Bestellinformation
| Produkt | Katalog # | EINHEIT | Preis | ANZAHL | Favoriten | |
METTL3 Double Nickase Plasmid (h) | sc-404029-NIC | 20 µg | $410.00 | |||
METTL3 Double Nickase Plasmid (h2) | sc-404029-NIC-2 | 20 µg | $410.00 |
METTL3 kodiert den katalytischen Kern des mRNA‑N6‑Methyladenosin‑(m6A-)Methyltransferasekomplexes und arbeitet dabei mit METTL14 sowie Kofaktoren wie WTAP zusammen, um m6A‑Markierungen auf kodierenden und nichtkodierenden RNAs anzubringen. Diese RNA‑Modifikation beeinflusst die Stabilität von Transkripten, das Spleißen, den nukleären Export und die Translation und prägt damit Programme, die mit Zellzykluskontrolle, Differenzierung, Stressantworten und angeborener Immun-Signalgebung verknüpft sind. Die METTL3‑abhängige m6A‑Regulation greift in Wege des RNA‑Metabolismus und die epitranskriptomische Kontrolle der Genexpression ein, einschließlich der Modulation von Signaloutputs wie MAPK-, PI3K–AKT- und DNA‑Schadensantwort‑Netzwerken durch ein verändertes Schicksal der mRNA. Eine fehlregulierte METTL3‑Aktivität wurde mit vielfältigen krankheitsrelevanten Phänotypen in der Krebsbiologie, Hämatopoese und in entzündlichen Kontexten in Verbindung gebracht, wodurch METTL3 häufiges Ziel mechanistischer Studien zur RNA‑basierten Regulation ist.

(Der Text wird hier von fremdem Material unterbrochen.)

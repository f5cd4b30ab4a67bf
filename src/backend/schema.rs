// src/backend/schema.rs — Session database schema + migrations

use rusqlite::{params, Connection};
use tracing::info;

/// A database migration with version, name, and SQL statements.
pub struct Migration {
    pub version: u32,
    pub name: &'static str,
    pub up: &'static str,
}

const MIGRATIONS: &[Migration] = &[Migration {
    version: 1,
    name: "chat_sessions",
    up: "
        CREATE TABLE chat_sessions (
            id TEXT PRIMARY KEY,
            title TEXT NOT NULL,
            model_id TEXT,
            created_at INTEGER NOT NULL,
            updated_at INTEGER NOT NULL
        );
        CREATE TABLE chat_messages (
            id TEXT PRIMARY KEY,
            session_id TEXT NOT NULL,
            seq INTEGER NOT NULL,
            role TEXT NOT NULL,
            content TEXT NOT NULL,
            created_at INTEGER NOT NULL,
            tokens_per_second REAL,
            is_error INTEGER NOT NULL DEFAULT 0
        );
        CREATE INDEX idx_chat_messages_session ON chat_messages(session_id, seq);
        CREATE TABLE app_state (
            key TEXT PRIMARY KEY,
            value TEXT NOT NULL
        );
    ",
}];

/// Run all pending migrations.
pub fn run_migrations(conn: &Connection) -> anyhow::Result<()> {
    conn.execute_batch(
        "CREATE TABLE IF NOT EXISTS _migrations (
            version INTEGER PRIMARY KEY,
            name TEXT NOT NULL,
            applied_at TEXT NOT NULL DEFAULT (datetime('now'))
        );",
    )?;

    let current = current_version(conn)?;

    for migration in MIGRATIONS.iter().filter(|m| m.version > current) {
        info!(
            "Applying migration {}: {}",
            migration.version, migration.name
        );

        let tx = conn.unchecked_transaction()?;
        tx.execute_batch(migration.up)?;
        tx.execute(
            "INSERT INTO _migrations (version, name) VALUES (?1, ?2)",
            params![migration.version, migration.name],
        )?;
        tx.commit()?;
    }

    Ok(())
}

pub fn current_version(conn: &Connection) -> anyhow::Result<u32> {
    let version = conn.query_row(
        "SELECT COALESCE(MAX(version), 0) FROM _migrations",
        [],
        |r| r.get(0),
    )?;
    Ok(version)
}
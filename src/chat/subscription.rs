// src/chat/subscription.rs — Token channel and epoch-guarded subscriptions
//
// The backend pushes `chat-token` events onto a broadcast channel. The chat
// view listens through exactly one live `Subscription`. Every subscription
// closes over the epoch it was opened in; once the manager moves to a new
// epoch, older handles stop yielding events even if something still holds
// them (a remount that forgot to detach, for instance).

use std::sync::atomic::{AtomicU64, Ordering};
use std::sync::Arc;
use std::time::Duration;

use tokio::sync::broadcast;
use tokio::sync::broadcast::error::RecvError;

use super::types::TokenEvent;
use crate::infra::errors::SparrowError;

pub const DEFAULT_RESUBSCRIBE_GRACE: Duration = Duration::from_millis(100);

/// No epoch is live.
const NO_EPOCH: u64 = 0;

/// Sending half of the `chat-token` channel. Cheap to clone; the backend
/// keeps one to emit generation output.
#[derive(Debug, Clone)]
pub struct TokenChannel {
    tx: broadcast::Sender<TokenEvent>,
}

impl TokenChannel {
    pub fn new(capacity: usize) -> Self {
        let (tx, _) = broadcast::channel(capacity.max(1));
        Self { tx }
    }

    /// Emit an event. Having no listener is not an error: the stream is
    /// simply abandoned.
    pub fn emit(&self, event: TokenEvent) {
        if self.tx.send(event).is_err() {
            tracing::debug!("chat-token event emitted with no listener");
        }
    }

    pub fn listener_count(&self) -> usize {
        self.tx.receiver_count()
    }

    fn subscribe(&self) -> broadcast::Receiver<TokenEvent> {
        self.tx.subscribe()
    }
}

/// A listener bound to one epoch. Dropping it unsubscribes.
#[derive(Debug)]
pub struct Subscription {
    epoch: u64,
    live: Arc<AtomicU64>,
    rx: broadcast::Receiver<TokenEvent>,
    /// Events overwritten before this handle read them.
    lost: u64,
}

impl Subscription {
    pub fn epoch(&self) -> u64 {
        self.epoch
    }

    /// Whether this handle's epoch is still the accepted one.
    pub fn is_current(&self) -> bool {
        self.live.load(Ordering::Acquire) == self.epoch
    }

    /// Next event for this epoch. Returns `None` once the subscription has
    /// been superseded or the channel is closed; events that arrive after
    /// supersession are dropped.
    pub async fn recv(&mut self) -> Option<TokenEvent> {
        loop {
            if !self.is_current() {
                return None;
            }
            match self.rx.recv().await {
                Ok(event) => {
                    if self.is_current() {
                        return Some(event);
                    }
                    tracing::debug!(epoch = self.epoch, "dropping event from stale subscription");
                    return None;
                }
                Err(RecvError::Lagged(skipped)) => {
                    tracing::warn!(epoch = self.epoch, skipped, "token listener lagged behind");
                    self.lost += skipped;
                }
                Err(RecvError::Closed) => return None,
            }
        }
    }

    /// Events lost to lag since the last call. The caller decides what a
    /// gap means for the stream it was assembling.
    pub fn take_lost(&mut self) -> u64 {
        std::mem::take(&mut self.lost)
    }

    /// Explicit disposer; equivalent to dropping the handle.
    pub fn unsubscribe(self) {
        tracing::debug!(epoch = self.epoch, "unsubscribed from chat-token");
    }
}

/// Owns the single live subscription of a chat view.
#[derive(Debug)]
pub struct SubscriptionManager {
    channel: TokenChannel,
    live: Arc<AtomicU64>,
    last_epoch: u64,
    grace: Duration,
    current: Option<Subscription>,
}

impl SubscriptionManager {
    pub fn new(channel: TokenChannel, grace: Duration) -> Self {
        Self {
            channel,
            live: Arc::new(AtomicU64::new(NO_EPOCH)),
            last_epoch: NO_EPOCH,
            grace,
            current: None,
        }
    }

    /// The accepted epoch, or 0 when nothing is subscribed.
    pub fn epoch(&self) -> u64 {
        self.live.load(Ordering::Acquire)
    }

    pub fn is_subscribed(&self) -> bool {
        self.current.is_some()
    }

    /// Tear down the current subscription and open a new epoch.
    ///
    /// Refused with `StreamInFlight` while a stream is being assembled, so
    /// the in-flight response keeps its listener.
    pub async fn resubscribe(&mut self, stream_active: bool) -> Result<u64, SparrowError> {
        if stream_active {
            tracing::debug!(epoch = self.epoch(), "resubscribe deferred: stream in flight");
            return Err(SparrowError::StreamInFlight);
        }

        self.unsubscribe();

        if !self.grace.is_zero() {
            tokio::time::sleep(self.grace).await;
        }

        self.last_epoch += 1;
        let epoch = self.last_epoch;
        self.live.store(epoch, Ordering::Release);
        self.current = Some(Subscription {
            epoch,
            live: self.live.clone(),
            rx: self.channel.subscribe(),
            lost: 0,
        });
        tracing::debug!(epoch, "subscribed to chat-token");
        Ok(epoch)
    }

    /// Revoke every outstanding handle and drop the owned one.
    pub fn unsubscribe(&mut self) {
        self.live.store(NO_EPOCH, Ordering::Release);
        if let Some(sub) = self.current.take() {
            sub.unsubscribe();
        }
    }

    /// Next event from the live subscription; `None` when there is none.
    pub async fn recv(&mut self) -> Option<TokenEvent> {
        match self.current.as_mut() {
            Some(sub) => sub.recv().await,
            None => None,
        }
    }

    /// Events the live subscription lost to lag since the last call.
    pub fn take_lost(&mut self) -> u64 {
        self.current.as_mut().map_or(0, Subscription::take_lost)
    }

    /// Hand the live handle to the caller. The epoch stays accepted until
    /// the next `resubscribe`/`unsubscribe`.
    pub fn take_subscription(&mut self) -> Option<Subscription> {
        self.current.take()
    }
}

METTL3 Das Double-Nickase-Plasmid (h) besteht aus einem aufeinander abgestimmten Plasmidpaar, das für die hochspezifische Bearbeitung des METTL3-Lokus in human-Zelllinien entwickelt wurde. Jedes Plasmid exprimiert eine Cas9-D10A-Nickase und eine spezifische sgRNA, die auf entgegengesetzte DNA-Stränge innerhalb von METTL3 abzielt. Wenn sie auf benachbarte Stellen auf entgegengesetzten DNA-Strängen gerichtet sind, erzeugen die beiden Nickasen versetzte Einzelstrang-Schnitte, die zusammen einen versetzten Doppelstrangbruch erzeugen, was eine koordinierte On-Target-Aktivität beider Guides erfordert. Der resultierende DNA-Bruch wird durch endogene zelluläre Reparaturwege behoben, meist durch nicht-homologe Endverknüpfung (NHEJ), was zu Insertionen oder Deletionen führt, die die METTL3-Funktion stören. Durch die Notwendigkeit einer doppelten sgRNA-Bindung am Zielort erhöht der Doppel-Nick-Ansatz die Spezifität der Bearbeitung und bietet eine komplementäre CRISPR-Strategie für Anwendungen, bei denen eine zusätzliche Kontrolle über die Zielgenauigkeit gewünscht ist.
Um eine effiziente Identifizierung editierter Zellen zu unterstützen, kodiert ein Plasmid GFP zur fluoreszierenden Visualisierung transfizierter Populationen, während das Begleitplasmid ein Puromycin-Resistenzgen für die Antibiotika-Selektion trägt. Zusammen unterstützen diese Merkmale eine effiziente Anreicherung co-transfizierter Populationen und vereinfachen die Validierung von Klonen mit METTL3-Störung.
Nur für Forschungszwecke. Nicht für diagnostische oder therapeutische Zwecke bestimmt.